Some fear that junta chief Than Shwe will continue to put restrictions on the freedom of his number one enemy.
General Than Shwe
But her lawyer Nyan Win has suggested she would refuse to accept any conditions on her release, as in the past when she tried in vain to leave Yangon in defiance of the regime’s orders.
Her youngest son Kim Aris, 33, arrived in Bangkok ahead of her release but it was unclear whether he would be allowed to visit his mother.

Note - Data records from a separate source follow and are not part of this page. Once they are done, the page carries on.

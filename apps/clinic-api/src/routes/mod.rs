//! Roteador da API e utilidades compartilhadas pelos handlers

use axum::routing::get;
use axum::{Json, Router};
use chrono::{DateTime, NaiveDate, TimeZone, Utc};
use serde::Serialize;
use serde_json::{json, Value};
use tower::limit::ConcurrencyLimitLayer;
use tower_http::compression::CompressionLayer;
use tower_http::cors::CorsLayer;
use tower_http::trace::TraceLayer;

use crate::state::AppState;

pub mod auth;
pub mod consultas;
pub mod dashboard;
pub mod despesas;
pub mod financeiro;
pub mod lembretes;
pub mod medicos;
pub mod pacientes;
pub mod prontuarios;

/// Resposta paginada padrão das listagens
#[derive(Debug, Serialize)]
pub struct Pagina<T> {
    pub items: Vec<T>,
    pub total: i64,
    pub skip: i64,
    pub limit: i64,
}

/// Normaliza os parâmetros de paginação: skip >= 0, 1 <= limit <= 1000
pub(crate) fn normalizar_paginacao(skip: Option<i64>, limit: Option<i64>) -> (i64, i64) {
    (skip.unwrap_or(0).max(0), limit.unwrap_or(100).clamp(1, 1000))
}

/// Primeiro instante do dia, em UTC
pub(crate) fn inicio_do_dia(data: NaiveDate) -> DateTime<Utc> {
    Utc.from_utc_datetime(&data.and_hms_opt(0, 0, 0).expect("hora válida"))
}

/// Último instante do dia considerado nos filtros, em UTC
pub(crate) fn fim_do_dia(data: NaiveDate) -> DateTime<Utc> {
    Utc.from_utc_datetime(&data.and_hms_opt(23, 59, 59).expect("hora válida"))
}

/// Monta a aplicação completa com camadas de CORS, compressão e trace
pub fn app(state: AppState) -> Router {
    Router::new()
        .route("/", get(raiz))
        .route("/health", get(health))
        .nest("/api/v1", api_router())
        .layer(TraceLayer::new_for_http())
        .layer(CorsLayer::permissive())
        .layer(CompressionLayer::new())
        .layer(ConcurrencyLimitLayer::new(512))
        .with_state(state)
}

/// Rotas versionadas da API
fn api_router() -> Router<AppState> {
    Router::new()
        .nest("/auth", auth::router())
        .nest("/pacientes", pacientes::router())
        .nest("/consultas", consultas::router())
        .nest("/medicos", medicos::router())
        .nest("/prontuarios", prontuarios::router())
        .nest("/financeiro", financeiro::router())
        .nest("/despesas", despesas::router())
        .nest("/lembretes", lembretes::router())
        .nest("/dashboard", dashboard::router())
}

async fn raiz() -> Json<Value> {
    Json(json!({
        "message": "Sistema de Gerenciamento de Clínica Médica",
        "version": env!("CARGO_PKG_VERSION"),
    }))
}

async fn health() -> Json<Value> {
    Json(json!({ "status": "healthy" }))
}

#[cfg(test)]
mod tests {
    use super::*;

    #[test]
    fn test_normalizar_paginacao() {
        assert_eq!(normalizar_paginacao(None, None), (0, 100));
        assert_eq!(normalizar_paginacao(Some(-5), Some(0)), (0, 1));
        assert_eq!(normalizar_paginacao(Some(10), Some(5000)), (10, 1000));
    }

    #[test]
    fn test_limites_do_dia() {
        let data = NaiveDate::from_ymd_opt(2025, 6, 2).unwrap();
        assert!(inicio_do_dia(data) < fim_do_dia(data));
        assert_eq!(inicio_do_dia(data).to_rfc3339(), "2025-06-02T00:00:00+00:00");
    }
}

Suu Kyi’s freedom is seen by observers as an effort by the regime to tame international criticism of Sunday’s election, the first since the 1990 vote.
Little is known about her plans although her lawyer says she has expressed a desire to join Twitter to reach out to the Internet generation.
Few expect her to give up her long struggle for freedom from repression and attention is now on whether she can reunite the splintered opposition and bring about the democratic change that has eluded Myanmar for so long. She has clung to her dream of democracy, peace and freedom for Myanmar’s 50 million impoverished people.
Against all odds, Suu Kyi has held fast to her convictions. And with enormous personal sacrifices, she passionately pursues her dreams of a democratic Myanmar. I believe that one day Suu Kyi will be touted as the Mother of Myanmar.
Suu Kyi, you deserve the salute of the whole world!